Saved entries:
>>>

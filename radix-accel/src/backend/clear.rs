//! Software model of the cryptographic backend.

use super::AccelBackend;
use crate::device::Stream;
use crate::parameters::RadixAccelParameters;
use rayon::prelude::*;

/// A backend operating on trivial ciphertexts only: the mask is ignored and
/// the body carries the plaintext encoding directly.
///
/// The bootstrap evaluates the accumulator at the genuine negacyclic
/// position (including the sign flip on the upper half of the cycle), so
/// every algorithm of the engine — and the accumulator layout itself — is
/// exercised exactly as it would be under encryption, without any key
/// material. This is the backend the test suite runs the engine against.
#[derive(Debug, Default, Clone, Copy)]
pub struct ClearBackend;

impl ClearBackend {
    pub fn new() -> Self {
        Self
    }

    fn blind_rotate_index(torus_input: u64, polynomial_size: usize) -> usize {
        let two_n = 2 * polynomial_size as u128;
        (((torus_input as u128 * two_n) + (1u128 << 63)) >> 64) as usize % (2 * polynomial_size)
    }
}

impl AccelBackend for ClearBackend {
    fn keyswitch_batch(
        &self,
        _stream: &Stream,
        params: &RadixAccelParameters,
        output: &mut [u64],
        input: &[u64],
        num_blocks: usize,
    ) {
        let small_size = params.lwe_dimension.to_lwe_size();
        let big_size = params.big_lwe_dimension().to_lwe_size();
        assert_eq!(output.len(), num_blocks * small_size);
        assert_eq!(input.len(), num_blocks * big_size);

        output
            .par_chunks_exact_mut(small_size)
            .zip(input.par_chunks_exact(big_size))
            .for_each(|(out_block, in_block)| {
                out_block.fill(0);
                *out_block.last_mut().unwrap() = *in_block.last().unwrap();
            });
    }

    fn bootstrap_batch(
        &self,
        _stream: &Stream,
        params: &RadixAccelParameters,
        output: &mut [u64],
        input: &[u64],
        accumulator: &[u64],
        num_blocks: usize,
    ) {
        let small_size = params.lwe_dimension.to_lwe_size();
        let big_size = params.big_lwe_dimension().to_lwe_size();
        let n = params.polynomial_size.0;
        assert_eq!(output.len(), num_blocks * big_size);
        assert_eq!(input.len(), num_blocks * small_size);
        assert_eq!(
            accumulator.len(),
            params.glwe_dimension.to_glwe_size() * n,
            "accumulator does not match the GLWE geometry"
        );
        let body_poly = &accumulator[accumulator.len() - n..];

        output
            .par_chunks_exact_mut(big_size)
            .zip(input.par_chunks_exact(small_size))
            .for_each(|(out_block, in_block)| {
                let index = Self::blind_rotate_index(*in_block.last().unwrap(), n);
                let value = if index < n {
                    body_poly[index]
                } else {
                    body_poly[index - n].wrapping_neg()
                };
                out_block.fill(0);
                *out_block.last_mut().unwrap() = value;
            });
    }
}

<<<

**Aim of the task:** Only lines with the word "AccelBackend" are wanted; pull each of them from the records.

**Answer to the exercise:**
use super::AccelBackend;
impl AccelBackend for ClearBackend {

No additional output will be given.